La France Insoumise et Les Républicains se rejoignaient la semaine dernière sur la nécessité d’apprendre à vivre avec le virus et de réfléchir à des modes d’organisation pour retrouver un semblant de vie normale…


Dr Guillaume Dedet : L’objectif des pouvoirs publics aujourd’hui, avec l’organisation actuelle, est je pense de dire : tenons encore quelques mois et voyons si le vaccin nous permet de sortir de la situation que nous connaissons depuis un an, assez rapidement. C’est la vision d’une reprise quasiment normale d’ici la fin de l’année, avec un vaccin qui nous permettrait de sortir progressivement des restrictions que nous connaissons.
Pour autant, il est probable que tout ne sera pas réglé par la vaccination. Comme je le disais, l’’efficacité des vaccins contre les variants est réelle, mais elle est moindre que pour la souche originale. Donc tant qu’il y aura une souche active quelque part dans le monde, il y aura un risque d’échappement (et ce risque est d’autant plus élevé quand les niveaux d’immunité sont grands). Dire qu’on va désormais vivre avec le virus est une évidence. Fin 2021, les pays les plus avancés jouiront d’une probable grande couverture vaccinale mais la menace ne sera pas pour autant entièrement levée. Il faudra continuer à être vigilant et des rebonds épidémiques seront possibles.

Il n’y aura donc pas de retour possible au « monde d’avant » ?


Dr Guillaume Dedet : Oui, je pense que nous ne vivrons pas entièrement de la même manière.

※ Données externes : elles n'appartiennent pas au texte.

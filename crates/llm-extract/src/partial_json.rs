//! Lenient decoding of truncated JSON objects.
//!
//! Tool-call arguments stream in as arbitrary fragments of a JSON object,
//! so at almost every point the accumulated buffer is invalid JSON:
//!
//! ```text
//! {"city": "San Fr
//! {"city": "San Francisco", "tags": ["a", "b
//! {"city": "San Francisco", "pop
//! ```
//!
//! [`parse_partial_object`] turns such a prefix into the best complete
//! object it implies. Open strings are closed, open containers are closed,
//! and trailing members that cannot be completed yet (a dangling key, the
//! first letters of `true`) are dropped until more bytes arrive.

use serde_json::Value;

use crate::extract::ArgumentMap;

/// Decodes a possibly truncated JSON object.
///
/// Returns `None` for an empty buffer, or when no prefix of the buffer
/// repairs to a JSON object.
///
/// ```rust
/// use llm_extract::partial_json::parse_partial_object;
///
/// let map = parse_partial_object(r#"{"city": "San Fr"#).unwrap();
/// assert_eq!(map["city"], "San Fr");
///
/// let map = parse_partial_object(r#"{"city": "Paris", "pop"#).unwrap();
/// assert!(!map.contains_key("pop"));
/// ```
pub fn parse_partial_object(buffer: &str) -> Option<ArgumentMap> {
    let input = buffer.trim();
    if input.is_empty() {
        return None;
    }
    if let Ok(value) = serde_json::from_str::<Value>(input) {
        return into_object(value);
    }

    let mut end = input.len();
    loop {
        let repaired = repair(&input[..end]);
        if let Ok(value) = serde_json::from_str::<Value>(&repaired) {
            if let Some(map) = into_object(value) {
                return Some(map);
            }
        }
        end = back_off(input, end)?;
    }
}

fn into_object(value: Value) -> Option<ArgumentMap> {
    match value {
        Value::Object(map) => Some(map),
        _ => None,
    }
}

/// Finds the next shorter cut: just after the last `{`/`[` or at the last
/// `,` before `end`. Always strictly less than `end`.
fn back_off(input: &str, end: usize) -> Option<usize> {
    let bytes = input.as_bytes();
    let pos = bytes[..end]
        .iter()
        .rposition(|b| matches!(b, b',' | b'{' | b'['))?;
    let cut = if bytes[pos] == b',' { pos } else { pos + 1 };
    if cut < end {
        Some(cut)
    } else if pos > 0 {
        Some(pos)
    } else {
        None
    }
}

/// Closes whatever is open at the end of `prefix`.
fn repair(prefix: &str) -> String {
    let mut closers: Vec<char> = Vec::new();
    let mut in_string = false;
    let mut escaped = false;
    // Byte offset of an escape sequence that has not finished yet.
    let mut open_escape: Option<usize> = None;
    let mut hex_remaining = 0u8;
    let mut hex_value = 0u32;
    // A complete `\uD8xx` at the very end needs its low half to parse.
    let mut trailing_high_surrogate: Option<usize> = None;

    for (i, c) in prefix.char_indices() {
        if in_string {
            if hex_remaining > 0 {
                match c.to_digit(16) {
                    Some(d) => {
                        hex_value = hex_value * 16 + d;
                        hex_remaining -= 1;
                        if hex_remaining == 0 {
                            trailing_high_surrogate = if (0xD800..=0xDBFF).contains(&hex_value)
                            {
                                open_escape
                            } else {
                                None
                            };
                            open_escape = None;
                        }
                    }
                    None => {
                        hex_remaining = 0;
                        open_escape = None;
                    }
                }
                continue;
            }
            if escaped {
                escaped = false;
                if c == 'u' {
                    hex_remaining = 4;
                    hex_value = 0;
                } else {
                    open_escape = None;
                }
                continue;
            }
            match c {
                '\\' => {
                    escaped = true;
                    open_escape = Some(i);
                    trailing_high_surrogate = None;
                }
                '"' => {
                    in_string = false;
                    trailing_high_surrogate = None;
                }
                _ => trailing_high_surrogate = None,
            }
            continue;
        }

        match c {
            '"' => in_string = true,
            '{' => closers.push('}'),
            '[' => closers.push(']'),
            '}' | ']' => {
                closers.pop();
            }
            _ => {}
        }
    }

    let mut out = String::with_capacity(prefix.len() + closers.len() + 1);
    if in_string {
        let cut = open_escape
            .or(trailing_high_surrogate)
            .unwrap_or(prefix.len());
        out.push_str(&prefix[..cut]);
        out.push('"');
    } else {
        out.push_str(prefix.trim_end());
        if out.ends_with(',') {
            out.pop();
        }
    }
    while let Some(closer) = closers.pop() {
        out.push(closer);
    }
    out
}

#[cfg(test)]
mod tests {
    use super::*;
    use serde_json::json;

    fn parse(s: &str) -> Value {
        Value::Object(parse_partial_object(s).unwrap())
    }

    #[test]
    fn test_complete_object() {
        assert_eq!(parse(r#"{"a": 1, "b": "x"}"#), json!({"a": 1, "b": "x"}));
    }

    #[test]
    fn test_empty_and_whitespace() {
        assert!(parse_partial_object("").is_none());
        assert!(parse_partial_object("   \n").is_none());
    }

    #[test]
    fn test_opening_brace_only() {
        assert_eq!(parse("{"), json!({}));
    }

    #[test]
    fn test_unterminated_string_value() {
        assert_eq!(parse(r#"{"city": "San"#), json!({"city": "San"}));
        assert_eq!(parse(r#"{"city": ""#), json!({"city": ""}));
    }

    #[test]
    fn test_dangling_key_is_dropped() {
        assert_eq!(parse(r#"{"city": "Paris", "co"#), json!({"city": "Paris"}));
        assert_eq!(parse(r#"{"city": "Paris", "country""#), json!({"city": "Paris"}));
        assert_eq!(parse(r#"{"city": "Paris", "country":"#), json!({"city": "Paris"}));
        assert_eq!(parse(r#"{"ci"#), json!({}));
    }

    #[test]
    fn test_trailing_comma() {
        assert_eq!(parse(r#"{"a": 1,"#), json!({"a": 1}));
        assert_eq!(parse(r#"{"a": [1, 2, "#), json!({"a": [1, 2]}));
    }

    #[test]
    fn test_partial_literal_backs_off() {
        assert_eq!(parse(r#"{"a": 1, "ok": tr"#), json!({"a": 1}));
        assert_eq!(parse(r#"{"ok": fals"#), json!({}));
        assert_eq!(parse(r#"{"n": -"#), json!({}));
    }

    #[test]
    fn test_partial_number_is_kept() {
        assert_eq!(parse(r#"{"n": 12"#), json!({"n": 12}));
    }

    #[test]
    fn test_nested_containers() {
        assert_eq!(
            parse(r#"{"people": [{"name": "Ada"}, {"name": "Gr"#),
            json!({"people": [{"name": "Ada"}, {"name": "Gr"}]})
        );
        assert_eq!(
            parse(r#"{"a": {"b": {"c": [1, [2"#),
            json!({"a": {"b": {"c": [1, [2]]}}})
        );
    }

    #[test]
    fn test_braces_inside_strings_are_ignored() {
        assert_eq!(
            parse(r#"{"code": "fn main() { let v = [1"#),
            json!({"code": "fn main() { let v = [1"})
        );
    }

    #[test]
    fn test_dangling_escape_is_dropped() {
        assert_eq!(parse(r#"{"q": "say \"#), json!({"q": "say "}));
        assert_eq!(parse(r#"{"q": "say \"hi\""#), json!({"q": "say \"hi\""}));
    }

    #[test]
    fn test_partial_unicode_escape_is_dropped() {
        assert_eq!(parse(r#"{"s": "caf\u00"#), json!({"s": "caf"}));
        assert_eq!(parse(r#"{"s": "café"#), json!({"s": "café"}));
    }

    #[test]
    fn test_lone_high_surrogate_is_dropped() {
        assert_eq!(parse(r#"{"s": "hi \ud83d"#), json!({"s": "hi "}));
        assert_eq!(parse(r#"{"s": "hi 😀"#), json!({"s": "hi 😀"}));
    }

    #[test]
    fn test_multibyte_text_is_preserved() {
        assert_eq!(parse(r#"{"city": "Zürich, Schw"#), json!({"city": "Zürich, Schw"}));
    }

    #[test]
    fn test_non_object_top_level() {
        assert!(parse_partial_object("[1, 2]").is_none());
        assert!(parse_partial_object(r#""just a string"#).is_none());
        assert!(parse_partial_object("42").is_none());
    }

    #[test]
    fn test_growing_buffer_never_loses_complete_members() {
        let full = r#"{"city": "San Francisco", "tags": ["fog", "hills"], "pop": 815201}"#;
        let mut last_len = 0;
        for end in 1..=full.len() {
            if !full.is_char_boundary(end) {
                continue;
            }
            let map = parse_partial_object(&full[..end]).unwrap();
            assert!(map.len() >= last_len, "shrank at {end}: {map:?}");
            last_len = map.len();
        }
        assert_eq!(last_len, 3);
    }
}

Il y aura par exemple des gens qui continueront à porter des masques même si ce n’est pas obligatoire. Beaucoup de choses seront différentes pendant un certain nombre d’années car le virus ne disparaîtra pas.. Les sociétés qui ont été impactées par le Sras par exemple il y a déjà plusieurs années, comme le Japon, ont déjà intégré ces changements : les gens portent « naturellement » des masques dans la rue, dans le métro, ont une grande capacité à accepter les mesures sanitaires imposées… Penser à des alternatives, en s’interrogeant sur comment on peut mener une vie satisfaisante dans une situation où une épidémie peut réapparaître, est important. Cela prendra du temps à l’accepter mais nous nous y résoudrons. Nous n’aurons de toute manière pas le choix.

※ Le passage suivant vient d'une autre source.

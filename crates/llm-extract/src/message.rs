//! Folding stream events into response messages.
//!
//! A streaming response is a flat sequence of [`StreamEvent`]s. The
//! [`MessageAccumulator`] turns it into the list of messages the
//! response contains so far: text messages and action executions
//! (function calls), each carrying the best decoding of its arguments
//! at this point in the stream.

use std::collections::HashMap;

use serde::{Deserialize, Serialize};
use serde_json::Value;

use crate::extract::ArgumentMap;
use crate::partial_json::parse_partial_object;
use crate::stream::StreamEvent;

/// A message produced by the model.
#[derive(Debug, Clone, PartialEq, Serialize, Deserialize)]
pub enum ResponseMessage {
    /// Plain assistant text.
    Text {
        /// Text received so far.
        content: String,
    },
    /// An invocation of a declared function.
    ActionExecution(ActionExecutionMessage),
}

/// A function call and its (possibly partial) arguments.
#[derive(Debug, Clone, PartialEq, Serialize, Deserialize)]
pub struct ActionExecutionMessage {
    /// Provider-assigned call id.
    pub id: String,
    /// Name of the function being called.
    pub name: String,
    /// Decoded arguments.
    pub arguments: ArgumentMap,
    /// Whether the provider has delivered the whole call.
    pub complete: bool,
}

#[derive(Debug, Default)]
struct PendingCall {
    id: String,
    name: String,
    raw: String,
    /// Index into `messages` once the call is visible.
    position: Option<usize>,
}

/// Incrementally converts stream events into [`ResponseMessage`]s.
///
/// A call becomes visible as a message once its first argument bytes
/// decode, or when it completes, whichever comes first.
#[derive(Debug, Default)]
pub struct MessageAccumulator {
    messages: Vec<ResponseMessage>,
    calls: HashMap<u32, PendingCall>,
}

impl MessageAccumulator {
    /// An empty accumulator.
    pub fn new() -> Self {
        Self::default()
    }

    /// Folds one event into the message list.
    pub fn apply(&mut self, event: &StreamEvent) {
        match event {
            StreamEvent::TextDelta(text) => self.push_text(text),
            StreamEvent::ToolCallStart { index, id, name } => {
                let call = self.calls.entry(*index).or_default();
                call.id.clone_from(id);
                call.name.clone_from(name);
                if let Some(pos) = call.position {
                    if let Some(ResponseMessage::ActionExecution(msg)) = self.messages.get_mut(pos)
                    {
                        msg.id.clone_from(id);
                        msg.name.clone_from(name);
                    }
                }
            }
            StreamEvent::ToolCallDelta { index, json_chunk } => {
                let call = self.calls.entry(*index).or_default();
                call.raw.push_str(json_chunk);
                let Some(arguments) = parse_partial_object(&call.raw) else {
                    return;
                };
                match call.position {
                    Some(pos) => {
                        if let Some(ResponseMessage::ActionExecution(msg)) =
                            self.messages.get_mut(pos)
                        {
                            msg.arguments = arguments;
                        }
                    }
                    None => {
                        call.position = Some(self.messages.len());
                        self.messages
                            .push(ResponseMessage::ActionExecution(ActionExecutionMessage {
                                id: call.id.clone(),
                                name: call.name.clone(),
                                arguments,
                                complete: false,
                            }));
                    }
                }
            }
            StreamEvent::ToolCallComplete { index, call: done } => {
                let call = self.calls.entry(*index).or_default();
                call.id.clone_from(&done.id);
                call.name.clone_from(&done.name);
                let position = *call.position.get_or_insert(self.messages.len());
                if position == self.messages.len() {
                    self.messages
                        .push(ResponseMessage::ActionExecution(ActionExecutionMessage {
                            id: String::new(),
                            name: String::new(),
                            arguments: ArgumentMap::new(),
                            complete: false,
                        }));
                }
                if let Some(ResponseMessage::ActionExecution(msg)) = self.messages.get_mut(position)
                {
                    msg.id.clone_from(&done.id);
                    msg.name.clone_from(&done.name);
                    if let Value::Object(arguments) = &done.arguments {
                        msg.arguments.clone_from(arguments);
                    }
                    msg.complete = true;
                }
            }
            StreamEvent::Usage(_) | StreamEvent::Done { .. } => {}
        }
    }

    fn push_text(&mut self, text: &str) {
        if let Some(ResponseMessage::Text { content }) = self.messages.last_mut() {
            content.push_str(text);
        } else {
            self.messages.push(ResponseMessage::Text {
                content: text.to_owned(),
            });
        }
    }

    /// The most recent visible action execution named `name`.
    pub fn latest_action(&self, name: &str) -> Option<&ActionExecutionMessage> {
        self.messages.iter().rev().find_map(|m| match m {
            ResponseMessage::ActionExecution(msg) if msg.name == name => Some(msg),
            _ => None,
        })
    }

    /// Messages visible so far, in arrival order.
    pub fn messages(&self) -> &[ResponseMessage] {
        &self.messages
    }

    /// Consumes the accumulator, returning its messages.
    pub fn into_messages(self) -> Vec<ResponseMessage> {
        self.messages
    }
}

Comment regardez-vous le début de polémique concernant l’ouverture de la vaccination anti-covid aux pharmaciens ?


Dr Guillaume Dedet : A l’heure actuelle, il n’y a pas assez de doses de vaccins pour vacciner larga manu. Mais des centaines de milliers de doses vont arriver semaine après semaine, en augmentant de manière exponentielle. Si aujourd’hui le goulot d’étranglement est situé au niveau de l’approvisionnement, dans un mois et demi, il va sûrement l’être au niveau de la vaccination elle-même. Et les médecins, seuls, ne seront pas capables de vacciner tout le monde. Toutes les forces seront nécessaires. Il est important de penser les choses sur le temps long.